General Introduction
Chitu is an open source reasoning framework developed by the PACMAN team at Tsinghua University, called "Red Rabbit", which is specifically designed to run large language models. Chitu supports a variety of hardware, such as NVIDIA's GPUs and domestic chips, and can be used from stand-alone to large-scale clusters.Its highlight is inference with FP8 models, which can dramatically reduce costs, such as running DeepSeek-671B on an A800, which uses half the GPUs and is more than 3x faster than vLLM.The code is publicly available on GitHub and can be downloaded and used for free by businesses or individuals.
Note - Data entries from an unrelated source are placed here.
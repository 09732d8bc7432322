use std::time::Duration;

use anyhow::{Context, Result};
use serde::Deserialize;

const DEFAULT_BASE_URL: &str = "https://generativelanguage.googleapis.com/v1beta";

pub const SUPPORTED_MODELS: &[&str] =
    &["gemini-1.5-flash", "gemini-1.5-pro", "gemini-2.0-flash"];

#[derive(Debug, Clone)]
pub struct GenerationResult {
    pub text: String,
    pub input_tokens: u64,
    pub output_tokens: u64,
}

/// Client for the Gemini generateContent endpoint. The key comes from
/// `GEMINI_API_KEY` (or `GOOGLE_API_KEY`); the core's own credentials are
/// never involved.
pub struct GeminiClient {
    client: reqwest::Client,
    base_url: String,
    model: String,
    api_key: String,
}

#[derive(Deserialize)]
struct GenerateResponse {
    #[serde(default)]
    candidates: Vec<Candidate>,
    #[serde(default, rename = "usageMetadata")]
    usage_metadata: Option<UsageMetadata>,
}

#[derive(Deserialize)]
struct Candidate {
    content: Option<CandidateContent>,
}

#[derive(Deserialize)]
struct CandidateContent {
    #[serde(default)]
    parts: Vec<Part>,
}

#[derive(Deserialize)]
struct Part {
    #[serde(default)]
    text: String,
}

#[derive(Deserialize)]
struct UsageMetadata {
    #[serde(default, rename = "promptTokenCount")]
    prompt_token_count: u64,
    #[serde(default, rename = "candidatesTokenCount")]
    candidates_token_count: u64,
}

impl GeminiClient {
    pub fn new(model: String) -> Result<Self> {
        let api_key = std::env::var("GEMINI_API_KEY")
            .or_else(|_| std::env::var("GOOGLE_API_KEY"))
            .context("GEMINI_API_KEY or GOOGLE_API_KEY must be set for code review")?;
        Ok(Self::with_base_url(model, api_key, DEFAULT_BASE_URL.to_string()))
    }

    pub fn with_base_url(model: String, api_key: String, base_url: String) -> Self {
        let client = reqwest::Client::builder()
            .timeout(Duration::from_secs(120))
            .build()
            .unwrap_or_default();
        Self {
            client,
            base_url: base_url.trim_end_matches('/').to_string(),
            model,
            api_key,
        }
    }

    pub fn model(&self) -> &str {
        &self.model
    }

    pub async fn generate(&self, prompt: &str) -> Result<GenerationResult> {
        let url = format!(
            "{}/models/{}:generateContent?key={}",
            self.base_url, self.model, self.api_key
        );
        let body = serde_json::json!({
            "contents": [{ "parts": [{ "text": prompt }] }]
        });

        let resp = self.client.post(&url).json(&body).send().await?;
        if !resp.status().is_success() {
            let status = resp.status();
            let text = resp.text().await.unwrap_or_default();
            anyhow::bail!("Gemini API error {status}: {text}");
        }

        let parsed: GenerateResponse = resp.json().await?;
        let text = parsed
            .candidates
            .first()
            .and_then(|c| c.content.as_ref())
            .map(|c| {
                c.parts
                    .iter()
                    .map(|p| p.text.as_str())
                    .collect::<Vec<_>>()
                    .join("")
            })
            .unwrap_or_default();
        if text.is_empty() {
            anyhow::bail!("Gemini returned no candidates");
        }

        let (input_tokens, output_tokens) = parsed
            .usage_metadata
            .map(|u| (u.prompt_token_count, u.candidates_token_count))
            .unwrap_or((0, 0));

        Ok(GenerationResult {
            text,
            input_tokens,
            output_tokens,
        })
    }
}
/*
 * This file is part of Sensorloop.
 *
 * Copyright (C) 2025 Sensorloop contributors
 *
 * Sensorloop is free software: you can redistribute it and/or modify
 * it under the terms of the GNU General Public License as published by
 * the Free Software Foundation, either version 3 of the License, or
 * (at your option) any later version.
 *
 * Sensorloop is distributed in the hope that it will be useful,
 * but WITHOUT ANY WARRANTY; without even the implied warranty of
 * MERCHANTABILITY or FITNESS FOR A PARTICULAR PURPOSE. See the
 * GNU General Public License for more details.
 *
 * You should have received a copy of the GNU General Public License
 * along with Sensorloop. If not, see <https://www.gnu.org/licenses/>.
 */

//! Input capture: operator commands from a line-oriented reader
//!
//! Each line is `<name> <threshold>`. Valid lines are queued on the command
//! channel and confirmed; anything else is reported and discarded. Reads
//! block with no timeout, so the shutdown flag is only seen between lines.
//! End of input ends the task.

use std::io::{BufRead, ErrorKind, Write};
use std::sync::Arc;

use tracing::{debug, info, warn};

use sl_error::{Result, SensorLoopError};

use super::Shutdown;
use crate::channel::{CommandChannel, ThresholdCommand};
use crate::constants::operator;

/// Parse one line of operator input
pub fn parse_command(line: &str) -> Result<ThresholdCommand> {
    let mut parts = line.split_whitespace();
    let name = parts
        .next()
        .ok_or_else(|| SensorLoopError::parse(line, "empty line"))?;
    let raw = parts
        .next()
        .ok_or_else(|| SensorLoopError::parse(line, "missing threshold"))?;
    if parts.next().is_some() {
        return Err(SensorLoopError::parse(line, "expected exactly two fields"));
    }
    let threshold: f64 = raw
        .parse()
        .map_err(|_| SensorLoopError::parse(line, format!("{:?} is not a number", raw)))?;
    if !threshold.is_finite() {
        return Err(SensorLoopError::parse(line, "threshold must be finite"));
    }
    Ok(ThresholdCommand::new(name, threshold))
}

/// Counts from one input session
#[derive(Debug, Default, Clone, Copy, PartialEq, Eq)]
pub struct InputSummary {
    pub queued: usize,
    pub rejected: usize,
}

pub struct InputCapture {
    channel: Arc<CommandChannel>,
}

impl InputCapture {
    pub fn new(channel: Arc<CommandChannel>) -> Self {
        Self { channel }
    }

    /// Prompt, read and queue commands until end of input, shutdown, or a
    /// closed channel.
    pub fn run<R, W>(&self, mut input: R, mut output: W, shutdown: &Shutdown) -> Result<InputSummary>
    where
        R: BufRead,
        W: Write,
    {
        let mut summary = InputSummary::default();
        let mut line = String::new();
        info!("Input capture started");
        while !shutdown.is_triggered() {
            write!(output, "{}", operator::PROMPT)?;
            output.flush()?;

            line.clear();
            match input.read_line(&mut line) {
                Ok(0) => {
                    debug!("End of operator input");
                    break;
                }
                Ok(_) => {}
                Err(e) if e.kind() == ErrorKind::InvalidData => {
                    warn!(error = %e, "Unreadable operator input");
                    writeln!(output, "{}", operator::INVALID_INPUT)?;
                    summary.rejected += 1;
                    continue;
                }
                Err(e) if e.kind() == ErrorKind::Interrupted => continue,
                Err(e) => return Err(e.into()),
            }

            if line.trim().is_empty() {
                continue;
            }

            match parse_command(&line) {
                Ok(command) => {
                    let (name, threshold) = (command.sensor.clone(), command.threshold);
                    if let Err(e) = self.channel.enqueue(command) {
                        warn!(error = %e, "Command dropped, input capture stopping");
                        break;
                    }
                    writeln!(output, "Command queued: {} with threshold {}", name, threshold)?;
                    output.flush()?;
                    summary.queued += 1;
                }
                Err(e) => {
                    warn!("{}", e);
                    writeln!(output, "{}", operator::INVALID_INPUT)?;
                    summary.rejected += 1;
                }
            }
        }
        info!(queued = summary.queued, rejected = summary.rejected, "Input capture stopped");
        Ok(summary)
    }
}

#[cfg(test)]
mod tests {
    use super::*;
    use std::io::Cursor;

    #[test]
    fn test_parse_valid() {
        assert_eq!(parse_command("Temperature 25").unwrap(), ThresholdCommand::new("Temperature", 25.0));
        assert_eq!(parse_command("  Humidity\t40.5 \n").unwrap(), ThresholdCommand::new("Humidity", 40.5));
        assert_eq!(parse_command("Temperature -3.5").unwrap().threshold, -3.5);
    }

    #[test]
    fn test_parse_rejects_malformed() {
        for bad in ["", "Temperature", "Temperature abc", "Temperature 25 extra", "Temperature NaN", "Humidity inf"] {
            let err = parse_command(bad).unwrap_err();
            assert!(matches!(err, SensorLoopError::Parse { .. }), "accepted {:?}", bad);
        }
    }

    #[test]
    fn test_run_queues_valid_and_reports_invalid() {
        let channel = Arc::new(CommandChannel::new());
        let capture = InputCapture::new(Arc::clone(&channel));
        let input = Cursor::new("Temperature 30\nnonsense\n\nHumidity 40\n");
        let mut out = Vec::new();

        let summary = capture.run(input, &mut out, &Shutdown::new()).unwrap();
        assert_eq!(summary, InputSummary { queued: 2, rejected: 1 });
        assert_eq!(
            channel.drain(),
            vec![ThresholdCommand::new("Temperature", 30.0), ThresholdCommand::new("Humidity", 40.0)]
        );

        let text = String::from_utf8(out).unwrap();
        assert!(text.contains("Command queued: Temperature with threshold 30"));
        assert!(text.contains(operator::INVALID_INPUT));
        assert!(text.starts_with(operator::PROMPT));
    }

    #[test]
    fn test_run_skips_non_utf8_line() {
        let channel = Arc::new(CommandChannel::new());
        let capture = InputCapture::new(Arc::clone(&channel));
        let mut bytes = vec![0xff, 0xfe, b'\n'];
        bytes.extend_from_slice(b"Temperature 31\n");
        let summary = capture.run(Cursor::new(bytes), Vec::new(), &Shutdown::new()).unwrap();
        assert_eq!(summary, InputSummary { queued: 1, rejected: 1 });
    }

    #[test]
    fn test_run_stops_when_channel_closed() {
        let channel = Arc::new(CommandChannel::new());
        channel.close();
        let capture = InputCapture::new(Arc::clone(&channel));
        let summary = capture
            .run(Cursor::new("Temperature 30\nHumidity 40\n"), Vec::new(), &Shutdown::new())
            .unwrap();
        assert_eq!(summary.queued, 0);
    }

    #[test]
    fn test_run_honours_shutdown_before_reading() {
        let channel = Arc::new(CommandChannel::new());
        let capture = InputCapture::new(Arc::clone(&channel));
        let shutdown = Shutdown::new();
        shutdown.trigger();
        let mut out = Vec::new();
        capture.run(Cursor::new("Temperature 30\n"), &mut out, &shutdown).unwrap();
        assert!(out.is_empty());
        assert!(channel.is_empty());
    }
}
This is an out-of-the-box tool for production environments and is suitable for teams that want to save money but also want performance.
Function List
- It supports FP8 and BF16 model inference, and can run on old GPUs and domestic chips with low cost and high performance.
- Adapts to a wide range of hardware, from pure CPUs to GPUs such as NVIDIA A800, H20, etc., to large-scale clusters.
- Optimize inference speed with CUDA Graph for faster output in a single request.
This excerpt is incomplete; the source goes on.